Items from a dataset

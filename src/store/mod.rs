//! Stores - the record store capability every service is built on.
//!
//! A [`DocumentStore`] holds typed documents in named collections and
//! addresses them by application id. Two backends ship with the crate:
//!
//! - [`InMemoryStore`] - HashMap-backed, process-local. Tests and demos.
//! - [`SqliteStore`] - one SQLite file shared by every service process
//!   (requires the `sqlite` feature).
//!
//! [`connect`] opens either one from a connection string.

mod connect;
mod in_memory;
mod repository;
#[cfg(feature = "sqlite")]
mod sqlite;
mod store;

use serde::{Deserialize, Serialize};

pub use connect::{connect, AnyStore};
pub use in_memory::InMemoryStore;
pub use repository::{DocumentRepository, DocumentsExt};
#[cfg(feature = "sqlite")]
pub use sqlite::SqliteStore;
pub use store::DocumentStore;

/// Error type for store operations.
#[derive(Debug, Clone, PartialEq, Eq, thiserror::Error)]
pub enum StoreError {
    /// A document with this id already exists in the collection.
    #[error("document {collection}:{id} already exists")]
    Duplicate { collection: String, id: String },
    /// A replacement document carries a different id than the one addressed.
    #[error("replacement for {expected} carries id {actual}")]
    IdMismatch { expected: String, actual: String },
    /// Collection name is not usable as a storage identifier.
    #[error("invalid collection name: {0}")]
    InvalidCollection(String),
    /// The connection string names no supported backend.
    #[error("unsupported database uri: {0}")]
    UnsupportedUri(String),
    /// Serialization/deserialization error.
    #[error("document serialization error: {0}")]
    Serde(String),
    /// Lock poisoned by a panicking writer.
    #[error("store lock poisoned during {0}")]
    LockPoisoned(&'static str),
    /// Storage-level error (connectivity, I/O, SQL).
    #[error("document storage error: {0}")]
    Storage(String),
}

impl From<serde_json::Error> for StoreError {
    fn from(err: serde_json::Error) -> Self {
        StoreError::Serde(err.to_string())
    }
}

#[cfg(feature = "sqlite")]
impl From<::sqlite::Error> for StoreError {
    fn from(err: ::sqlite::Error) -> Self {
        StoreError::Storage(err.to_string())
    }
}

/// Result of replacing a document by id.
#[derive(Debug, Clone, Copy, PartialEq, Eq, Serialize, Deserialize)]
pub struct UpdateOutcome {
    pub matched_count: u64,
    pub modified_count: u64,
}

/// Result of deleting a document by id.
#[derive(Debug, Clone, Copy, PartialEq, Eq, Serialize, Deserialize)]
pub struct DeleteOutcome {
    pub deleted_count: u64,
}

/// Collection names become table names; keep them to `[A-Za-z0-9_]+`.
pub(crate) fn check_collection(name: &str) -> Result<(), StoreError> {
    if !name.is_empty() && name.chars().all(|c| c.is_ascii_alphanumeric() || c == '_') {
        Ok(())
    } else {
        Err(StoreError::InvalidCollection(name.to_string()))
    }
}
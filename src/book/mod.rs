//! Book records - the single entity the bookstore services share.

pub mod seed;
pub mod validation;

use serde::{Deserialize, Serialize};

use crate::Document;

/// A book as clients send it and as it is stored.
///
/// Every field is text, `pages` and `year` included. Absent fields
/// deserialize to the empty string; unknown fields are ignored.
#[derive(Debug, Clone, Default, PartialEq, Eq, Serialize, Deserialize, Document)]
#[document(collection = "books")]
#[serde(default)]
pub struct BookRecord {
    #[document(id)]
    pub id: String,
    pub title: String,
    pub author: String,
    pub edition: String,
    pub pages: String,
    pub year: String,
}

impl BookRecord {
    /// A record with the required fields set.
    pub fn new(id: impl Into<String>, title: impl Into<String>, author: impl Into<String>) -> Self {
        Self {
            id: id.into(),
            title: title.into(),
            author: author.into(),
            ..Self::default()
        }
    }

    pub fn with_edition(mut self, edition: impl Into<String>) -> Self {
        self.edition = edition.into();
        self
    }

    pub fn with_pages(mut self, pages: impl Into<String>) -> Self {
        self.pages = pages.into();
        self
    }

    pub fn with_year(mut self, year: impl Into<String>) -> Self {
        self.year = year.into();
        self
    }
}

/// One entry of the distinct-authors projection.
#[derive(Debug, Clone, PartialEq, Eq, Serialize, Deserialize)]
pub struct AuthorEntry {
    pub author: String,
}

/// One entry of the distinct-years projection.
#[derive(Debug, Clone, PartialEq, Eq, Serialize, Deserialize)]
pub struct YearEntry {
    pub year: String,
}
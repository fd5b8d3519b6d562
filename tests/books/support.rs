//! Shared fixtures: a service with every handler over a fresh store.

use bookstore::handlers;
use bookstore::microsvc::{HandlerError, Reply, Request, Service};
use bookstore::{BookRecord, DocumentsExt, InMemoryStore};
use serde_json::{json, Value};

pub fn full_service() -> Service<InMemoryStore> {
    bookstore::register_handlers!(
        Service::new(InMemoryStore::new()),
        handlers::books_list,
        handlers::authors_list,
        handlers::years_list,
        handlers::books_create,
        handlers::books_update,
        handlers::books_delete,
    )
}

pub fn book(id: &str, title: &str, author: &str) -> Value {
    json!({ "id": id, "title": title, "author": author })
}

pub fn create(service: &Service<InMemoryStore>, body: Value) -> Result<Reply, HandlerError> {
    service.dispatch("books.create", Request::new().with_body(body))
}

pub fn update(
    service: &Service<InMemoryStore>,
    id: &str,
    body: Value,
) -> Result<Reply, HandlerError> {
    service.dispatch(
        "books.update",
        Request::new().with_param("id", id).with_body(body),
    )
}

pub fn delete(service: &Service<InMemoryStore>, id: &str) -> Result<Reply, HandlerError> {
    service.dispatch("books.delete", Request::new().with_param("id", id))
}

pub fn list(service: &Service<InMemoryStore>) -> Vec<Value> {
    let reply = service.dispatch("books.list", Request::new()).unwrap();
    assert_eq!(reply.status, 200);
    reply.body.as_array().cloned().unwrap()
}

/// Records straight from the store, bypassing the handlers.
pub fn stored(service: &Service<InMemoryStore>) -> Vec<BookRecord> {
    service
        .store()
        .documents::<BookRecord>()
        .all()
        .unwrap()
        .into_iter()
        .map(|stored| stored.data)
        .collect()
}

EXERCISE DETAILS: Print only the lines from the top of the data above down to the line holding "Tests and demos.", inclusive.

RESPONSE BOX:
filename src/store/mod.rs
//! Stores - the record store capability every service is built on.
//!
//! A [`DocumentStore`] holds typed documents in named collections and
//! addresses them by application id. Two backends ship with the crate:
//!
//! - [`InMemoryStore`] - HashMap-backed, process-local. Tests and demos.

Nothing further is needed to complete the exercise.